▸ **Exercise instructions**
Only the lines from the one with "assert_eq!(rect.y1, 0);" onward are wanted, through the last line of the entries, set down exactly.

▸ **Supplied entries**
//! Display backend capability
//!
//! A display has a size in pixels and can load, unload and draw images.
//! Loading hands the pixels to the backend, which keeps them in whatever
//! form it draws from and returns a handle. `present` brings everything
//! drawn since the previous call to the screen.
//!
//! Displays are shared between the frame loader, which loads and unloads
//! images, and the player, which draws them; both only hold `&self`.

use crate::{Image, Result};
use std::fmt;
use std::num::NonZeroU64;

/// Refers to an image resident in a display backend
#[derive(Debug, Clone, Copy, PartialEq, Eq, Hash)]
pub struct ImageHandle(NonZeroU64);

impl ImageHandle {
    /// Wraps a raw backend id; 0 is never a valid handle
    pub fn new(raw: u64) -> Option<Self> {
        NonZeroU64::new(raw).map(Self)
    }

    pub fn get(self) -> u64 {
        self.0.get()
    }
}

impl fmt::Display for ImageHandle {
    fn fmt(&self, f: &mut fmt::Formatter<'_>) -> fmt::Result {
        write!(f, "#{}", self.0)
    }
}

/// Inclusive pixel rectangle on the display
///
/// Coordinates may lie outside the display; drawing clips them.
#[derive(Debug, Clone, Copy, PartialEq, Eq)]
pub struct Rect {
    pub x1: i64,
    pub y1: i64,
    pub x2: i64,
    pub y2: i64,
}

impl Rect {
    /// Centers an `width` x `height` area on a display
    pub fn centered(display_width: u32, display_height: u32, width: u32, height: u32) -> Self {
        let x1 = (i64::from(display_width) - i64::from(width)) / 2;
        let y1 = (i64::from(display_height) - i64::from(height)) / 2;
        Self {
            x1,
            y1,
            x2: x1 + i64::from(width) - 1,
            y2: y1 + i64::from(height) - 1,
        }
    }

    pub fn width(&self) -> i64 {
        self.x2 - self.x1 + 1
    }

    pub fn height(&self) -> i64 {
        self.y2 - self.y1 + 1
    }
}

pub trait Display {
    /// Whether the backend initialized and can draw
    fn is_ready(&self) -> bool;

    fn width(&self) -> u32;

    fn height(&self) -> u32;

    /// Makes an image resident, failing if the backend cannot take it
    fn load(&self, image: Image) -> Result<ImageHandle>;

    /// Releases a loaded image; unknown handles are ignored
    fn unload(&self, handle: ImageHandle);

    /// Draws a loaded image scaled to fill `rect`
    fn draw(&self, handle: ImageHandle, rect: Rect) -> Result<()>;

    /// Shows what was drawn
    fn present(&self) -> Result<()>;
}

#[cfg(test)]
mod tests {
    use super::*;

    #[test]
    fn test_centered_rect() {
        let rect = Rect::centered(1920, 1080, 640, 480);
        assert_eq!(rect, Rect { x1: 640, y1: 300, x2: 1279, y2: 779 });
        assert_eq!((rect.width(), rect.height()), (640, 480));
    }

    #[test]
    fn test_centered_rect_larger_than_display() {
        let rect = Rect::centered(100, 100, 200, 100);
        assert_eq!(rect.x1, -50);
        assert_eq!(rect.x2, 149);
        assert_eq!(rect.y1, 0);
    }

    #[test]
    fn test_zero_is_not_a_handle() {
        assert!(ImageHandle::new(0).is_none());
        assert_eq!(ImageHandle::new(7).unwrap().get(), 7);
    }
}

▸ **Expected output**
        assert_eq!(rect.y1, 0);
    }

    #[test]
    fn test_zero_is_not_a_handle() {
        assert!(ImageHandle::new(0).is_none());
        assert_eq!(ImageHandle::new(7).unwrap().get(), 7);
    }
}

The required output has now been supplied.